Extending the understanding of the Physical Phenomenon of Crowded and Concentrated Protein Osmotic Pressure is the focus of this dissertation. Herein, three osmotic pressure models are further developed to gain insight into the mechanisms which cause the non-ideal osmotic pressure associated with crowded and concentrated solutions.
The free-solvent osmotic pressure model has been extended to allow for the solvent accessible surface area (SASA) of proteins to the determined. The free-solvent model predicted SASA is in excellent agreement with the SASA computed using the molecular structure for various macromolecules. The physical parameters of the free-solvent model are assessed to determine the sensitivity of these parameters when overlapping osmotic pressure data is observed for two proteins. Finally, the free-solvent model is extended to allow for protein-protein interactions to be incorporated into the prediction of osmotic pressure.
The fitted parameters of two empirical osmotic pressure models, the activity coefficient and the virial coefficient, are given new meaning based on solute-solvent interactions. The activity coefficient of water is shown to be the appropriate parameter rather than the activity coefficient of the protein. The virial coefficient was given new meaning using the solute-solvent parameters for solutions in which protein-protein interactions do not occur. The virial coefficients based on solute-solvent interactions are shown to provide similar values to those obtained by osmotic pressure data curve fitting. Finally, the virial coefficients are also correlated to the ionic strength of the solute influenced solvent and the conditions for achieving negative virial coefficients are examined.
A concentrating osmometer is developed to allow for a sinlge protein solution to be used to obtain the entire osmotic pressure vs. concentration profile. The concentrating osmoter is tested using bovine serum albumin solutions which have known osmotic pressure profiles for near-saturation concentrations.

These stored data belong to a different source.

use chrono::{DateTime, Utc};
use serde::{Deserialize, Serialize};

/// Storage-assigned row id. Irrelevant to deduplication.
#[derive(Debug, Clone, Copy, PartialEq, Eq, Hash, Serialize, Deserialize, sqlx::Type)]
#[sqlx(transparent)]
pub struct JobId(pub i32);

impl std::fmt::Display for JobId {
    fn fmt(&self, f: &mut std::fmt::Formatter<'_>) -> std::fmt::Result {
        write!(f, "{}", self.0)
    }
}

/// A job posting as stored in the `jobs` table.
#[derive(Debug, Clone, Serialize, Deserialize, sqlx::FromRow)]
pub struct JobRecord {
    pub id: JobId,
    pub title: String,
    pub company: String,
    /// Comma-joined location labels
    pub location: Option<String>,
    /// Only ever set by the admin API
    pub job_type: Option<String>,
    pub tags: Option<String>,
    /// Free text exactly as the site shows it
    pub date_posted: Option<String>,
    pub link: Option<String>,
    pub logo: Option<String>,
    pub created_at: DateTime<Utc>,
}

impl JobRecord {
    pub fn key(&self) -> DedupKey {
        DedupKey::new(&self.title, &self.company)
    }
}

/// A posting extracted from a listing card, not yet persisted.
#[derive(Debug, Clone, PartialEq, Eq, Serialize, Deserialize)]
pub struct NewJob {
    pub title: String,
    pub company: String,
    pub location: String,
    pub tags: String,
    pub date_posted: String,
    pub link: String,
    pub logo: String,
}

impl NewJob {
    pub fn key(&self) -> DedupKey {
        DedupKey::new(&self.title, &self.company)
    }
}

/// Natural identity of a posting: `(title, company)`, compared exactly.
#[derive(Debug, Clone, PartialEq, Eq, Hash, Serialize, Deserialize)]
pub struct DedupKey {
    pub title: String,
    pub company: String,
}

impl DedupKey {
    pub fn new(title: impl Into<String>, company: impl Into<String>) -> Self {
        Self {
            title: title.into(),
            company: company.into(),
        }
    }
}

impl std::fmt::Display for DedupKey {
    fn fmt(&self, f: &mut std::fmt::Formatter<'_>) -> std::fmt::Result {
        write!(f, "{} at {}", self.title, self.company)
    }
}

#[cfg(test)]
mod tests {
    use super::*;

    #[test]
    fn test_key_is_case_sensitive() {
        assert_ne!(DedupKey::new("Actuary I", "Acme"), DedupKey::new("actuary i", "Acme"));
        assert_eq!(DedupKey::new("Actuary I", "Acme"), DedupKey::new("Actuary I", "Acme"));
    }

    #[test]
    fn test_key_display() {
        assert_eq!(DedupKey::new("Actuary I", "Acme").to_string(), "Actuary I at Acme");
    }
}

In the second part of this dissertation, the use of concentrated protein osmotic pressure for the development of a treatment for cerebral edema is presented. A novel therapy, direct osmotherapy (DOT), is proposed and a device which utilizes this therapy, an osmotic transport device (OTD), is developed. DOT using an OTD is shown to successfully enhance the survival of animals which have received fatal water intoxication and reduce the edema associated with posttraumatic cerebral edema induced by a traumatic brain injury. The OTD components are examined as a preliminary analysis of the optimal OTD conditions for the treatment of severe cerebral edema.